Cleveland: Case Western Reserve University, 2003. Softcover. Black spiral binding with mylar front cover and black card back cover. 468 pp., double-sided. No illus. NF. Item #141696

A doctoral dissertation on The Fourteenth Street School in New York City. Urban realism, with a touch of Renaissance idealism, was the bread and butter of the Fourteenth Street School, a group of New York artists who made their mark between the world wars. Artists including Kenneth Hayes Miller, Isabel Bishop, Guy Pene du Bois and Reginald Marsh, who all lived and worked in the Union Square neighborhood and studied or taught at the Art Students League, created a typology of urban dwellers, depicting them in various public and private activities. Through these modern urban types, they cataloged changes in social and sexual politics that took place in the first half of the 20th century.
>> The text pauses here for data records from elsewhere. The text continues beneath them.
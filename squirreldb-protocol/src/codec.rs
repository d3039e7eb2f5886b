//! Encoder and receive-side decoder for handshake packets and frames.

use crate::error::ProtocolError;
use crate::frame::{Encoding, Frame, FrameHeader, MessageType, FRAME_HEADER_SIZE};
use crate::handshake::{HandshakeResponse, HANDSHAKE_RESPONSE_SIZE};
use crate::message::{ClientMessage, ServerMessage};
use crate::MAX_PAYLOAD_SIZE;
use bytes::{Buf, BytesMut};

/// Encodes messages into framed bytes.
pub struct Encoder;

impl Encoder {
    /// Encodes a client request into a `Request` frame.
    pub fn encode_request(
        message: &ClientMessage,
        encoding: Encoding,
    ) -> Result<BytesMut, ProtocolError> {
        Frame::from_value(MessageType::Request, encoding, message)?.encode()
    }

    /// Encodes a server message. Change events go out as `Notification`
    /// frames, everything else as `Response`.
    pub fn encode_server_message(
        message: &ServerMessage,
        encoding: Encoding,
    ) -> Result<BytesMut, ProtocolError> {
        let msg_type = if message.is_change() {
            MessageType::Notification
        } else {
            MessageType::Response
        };
        Frame::from_value(msg_type, encoding, message)?.encode()
    }
}

/// Receive buffer that re-assembles frames from arbitrary read chunks.
///
/// Bytes are appended at the tail and whole frames are split off the front,
/// so a partially received frame always stays buffered untouched. The
/// consumed prefix is reclaimed by `BytesMut` when the buffer next grows.
pub struct FrameDecoder {
    buffer: BytesMut,
    max_payload_size: u32,
}

impl FrameDecoder {
    pub fn new() -> Self {
        Self::with_max_payload(MAX_PAYLOAD_SIZE)
    }

    pub fn with_max_payload(max_payload_size: u32) -> Self {
        Self {
            buffer: BytesMut::with_capacity(8192),
            max_payload_size,
        }
    }

    /// Appends data to the internal buffer.
    pub fn extend(&mut self, data: &[u8]) {
        self.buffer.extend_from_slice(data);
    }

    /// Takes the 19-byte handshake response off the front of the buffer.
    ///
    /// Returns `Ok(None)` until enough bytes have arrived. Anything after the
    /// response stays buffered for frame decoding.
    pub fn take_handshake(&mut self) -> Result<Option<HandshakeResponse>, ProtocolError> {
        match HandshakeResponse::decode(&self.buffer) {
            Ok(response) => {
                self.buffer.advance(HANDSHAKE_RESPONSE_SIZE);
                Ok(Some(response))
            }
            Err(e) if e.is_incomplete() => Ok(None),
            Err(e) => Err(e),
        }
    }

    /// Attempts to extract the next complete frame.
    ///
    /// Returns `Ok(Some(frame))` for a complete frame, `Ok(None)` if more data
    /// is needed, or `Err` when the header can never be satisfied (oversized
    /// or malformed length). Errors leave the buffer untouched.
    pub fn decode_frame(&mut self) -> Result<Option<Frame>, ProtocolError> {
        let header = match FrameHeader::decode(&self.buffer) {
            Ok(header) => header,
            Err(e) if e.is_incomplete() => return Ok(None),
            Err(e) => return Err(e),
        };

        if header.payload_len() > self.max_payload_size {
            return Err(ProtocolError::FrameTooLarge {
                size: header.payload_len(),
                max: self.max_payload_size,
            });
        }

        if self.buffer.len() < header.frame_len() {
            return Ok(None);
        }

        self.buffer.advance(FRAME_HEADER_SIZE);
        let payload = self.buffer.split_to(header.payload_len() as usize).freeze();

        Ok(Some(Frame {
            msg_type: header.msg_type,
            encoding: header.encoding,
            payload,
        }))
    }

    /// Returns the number of bytes currently buffered.
    pub fn buffered(&self) -> usize {
        self.buffer.len()
    }

    /// Clears the internal buffer.
    pub fn clear(&mut self) {
        self.buffer.clear();
    }
}

impl Default for FrameDecoder {
    fn default() -> Self {
        Self::new()
    }
}
//! Client error types.

use thiserror::Error;

/// Client errors.
#[derive(Debug, Error)]
pub enum ClientError {
    #[error("I/O error: {0}")]
    Io(#[from] std::io::Error),

    #[error("protocol error: {0}")]
    Protocol(#[from] squirreldb_protocol::ProtocolError),

    #[error("connection closed")]
    ConnectionClosed,

    #[error("timed out")]
    Timeout,

    #[error("protocol version mismatch: server speaks version {server_version}")]
    VersionMismatch { server_version: u8 },

    #[error("authentication failed")]
    AuthFailed,

    #[error("unexpected handshake status: {0}")]
    UnexpectedHandshakeStatus(u8),

    #[error("server error: {0}")]
    Server(String),

    #[error("unexpected response: expected '{expected}', got '{got}'")]
    UnexpectedResponse {
        expected: &'static str,
        got: &'static str,
    },

    #[error("request id already in flight: {0}")]
    DuplicateRequestId(String),

    #[error("JSON error: {0}")]
    Json(#[from] serde_json::Error),
}
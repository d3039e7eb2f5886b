//! Length-prefixed frame format used after the handshake.
//!
//! Frame layout (6 bytes header + payload):
//!
//! ```text
//! +---------+----------+----------+-------------------+
//! | length  | msg_type | encoding | payload           |
//! | 4 bytes | 1 byte   | 1 byte   | length - 2 bytes  |
//! +---------+----------+----------+-------------------+
//! ```
//!
//! `length` is big-endian and counts the type and encoding bytes plus the payload.

use crate::error::ProtocolError;
use crate::MAX_PAYLOAD_SIZE;
use bytes::{BufMut, Bytes, BytesMut};
use serde::de::DeserializeOwned;
use serde::Serialize;

/// Size of the frame header in bytes (4+1+1 = 6).
pub const FRAME_HEADER_SIZE: usize = 6;

/// Bytes covered by `length` that are not payload.
const TAG_BYTES: u32 = 2;

/// Direction/kind of a framed message.
#[derive(Debug, Clone, Copy, PartialEq, Eq)]
#[repr(u8)]
pub enum MessageType {
    Request = 1,
    Response = 2,
    Notification = 3,
}

impl TryFrom<u8> for MessageType {
    type Error = ProtocolError;

    fn try_from(byte: u8) -> Result<Self, Self::Error> {
        match byte {
            1 => Ok(MessageType::Request),
            2 => Ok(MessageType::Response),
            3 => Ok(MessageType::Notification),
            other => Err(ProtocolError::InvalidMessageType(other)),
        }
    }
}

/// Payload serialization format.
#[derive(Debug, Clone, Copy, PartialEq, Eq, Hash)]
#[repr(u8)]
pub enum Encoding {
    /// MessagePack with struct fields written as map keys.
    BinaryPack = 1,
    Json = 2,
}

impl TryFrom<u8> for Encoding {
    type Error = ProtocolError;

    fn try_from(byte: u8) -> Result<Self, Self::Error> {
        match byte {
            1 => Ok(Encoding::BinaryPack),
            2 => Ok(Encoding::Json),
            other => Err(ProtocolError::InvalidEncoding(other)),
        }
    }
}

impl Encoding {
    /// Serializes a value in this encoding.
    pub fn encode<T: Serialize>(&self, value: &T) -> Result<Vec<u8>, ProtocolError> {
        match self {
            // to_vec_named keeps field names on the wire; positional arrays
            // would break the internally tagged message enums.
            Encoding::BinaryPack => Ok(rmp_serde::to_vec_named(value)?),
            Encoding::Json => Ok(serde_json::to_vec(value)?),
        }
    }

    /// Deserializes a value from this encoding.
    pub fn decode<T: DeserializeOwned>(&self, bytes: &[u8]) -> Result<T, ProtocolError> {
        match self {
            Encoding::BinaryPack => Ok(rmp_serde::from_slice(bytes)?),
            Encoding::Json => Ok(serde_json::from_slice(bytes)?),
        }
    }

    pub fn as_str(&self) -> &'static str {
        match self {
            Encoding::BinaryPack => "msgpack",
            Encoding::Json => "json",
        }
    }
}

impl std::fmt::Display for Encoding {
    fn fmt(&self, f: &mut std::fmt::Formatter<'_>) -> std::fmt::Result {
        f.write_str(self.as_str())
    }
}

/// Parsed frame header.
///
/// Type and encoding are kept as raw bytes so that a frame with an unknown tag
/// can still be skipped whole without losing stream alignment.
#[derive(Debug, Clone, Copy, PartialEq, Eq)]
pub struct FrameHeader {
    pub length: u32,
    pub msg_type: u8,
    pub encoding: u8,
}

impl FrameHeader {
    /// Parses the 6-byte header at the front of `buf`.
    pub fn decode(buf: &[u8]) -> Result<Self, ProtocolError> {
        if buf.len() < FRAME_HEADER_SIZE {
            return Err(ProtocolError::FrameHeaderTooShort {
                needed: FRAME_HEADER_SIZE - buf.len(),
            });
        }

        let length = u32::from_be_bytes([buf[0], buf[1], buf[2], buf[3]]);
        if length < TAG_BYTES {
            return Err(ProtocolError::InvalidFrameLength(length));
        }

        Ok(Self {
            length,
            msg_type: buf[4],
            encoding: buf[5],
        })
    }

    /// Payload length implied by the `length` field.
    pub fn payload_len(&self) -> u32 {
        self.length - TAG_BYTES
    }

    /// Total bytes this frame occupies on the wire.
    pub fn frame_len(&self) -> usize {
        FRAME_HEADER_SIZE + self.payload_len() as usize
    }

    pub fn message_type(&self) -> Result<MessageType, ProtocolError> {
        MessageType::try_from(self.msg_type)
    }

    pub fn encoding(&self) -> Result<Encoding, ProtocolError> {
        Encoding::try_from(self.encoding)
    }
}

/// A complete frame.
#[derive(Debug, Clone, PartialEq, Eq)]
pub struct Frame {
    pub msg_type: u8,
    pub encoding: u8,
    pub payload: Bytes,
}

impl Frame {
    pub fn new(msg_type: MessageType, encoding: Encoding, payload: Bytes) -> Self {
        Self {
            msg_type: msg_type as u8,
            encoding: encoding as u8,
            payload,
        }
    }

    /// Serializes `value` with `encoding` and wraps it in a frame.
    pub fn from_value<T: Serialize>(
        msg_type: MessageType,
        encoding: Encoding,
        value: &T,
    ) -> Result<Self, ProtocolError> {
        let payload = encoding.encode(value)?;
        Ok(Self::new(msg_type, encoding, Bytes::from(payload)))
    }

    /// Encodes the frame into bytes.
    pub fn encode(&self) -> Result<BytesMut, ProtocolError> {
        let payload_len = self.payload.len();
        if payload_len > MAX_PAYLOAD_SIZE as usize {
            return Err(ProtocolError::FrameTooLarge {
                size: u32::try_from(payload_len).unwrap_or(u32::MAX),
                max: MAX_PAYLOAD_SIZE,
            });
        }

        let mut buf = BytesMut::with_capacity(FRAME_HEADER_SIZE + payload_len);
        buf.put_u32(payload_len as u32 + TAG_BYTES);
        buf.put_u8(self.msg_type);
        buf.put_u8(self.encoding);
        buf.put_slice(&self.payload);
        Ok(buf)
    }

    pub fn message_type(&self) -> Result<MessageType, ProtocolError> {
        MessageType::try_from(self.msg_type)
    }

    /// Decodes the payload using the encoding tag carried by this frame.
    pub fn decode_message<T: DeserializeOwned>(&self) -> Result<T, ProtocolError> {
        Encoding::try_from(self.encoding)?.decode(&self.payload)
    }
}
//! # squirreldb-client
//!
//! Client library for the SquirrelDB binary wire protocol.
//!
//! This crate provides:
//! - Async TCP connection with handshake and encoding negotiation
//! - Request/response correlation over a single connection
//! - Change subscriptions delivered by callback or channel
//! - High-level API for document operations

pub mod client;
pub mod connection;
pub mod error;
pub mod session;

pub use client::{Client, Subscription};
pub use connection::{Connection, ConnectionConfig, EncodingPreference};
pub use error::ClientError;
pub use session::{HandshakeResult, SessionState};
Members of the group associated aspects of contemporary womanhood with the bodily types of Titian, Raphael and Rubens, their interest buttressed by the Art Student League's emphasis on life drawing courses for both male and female students. Unlike the abstract painters who were their neighbors, the Fourteenth Street School depicted rapid social change through the enduring subject of the human form, as they searched for a Renaissance ideal among the crowds of Union Square. (from a review by Jane Ford, UVa.).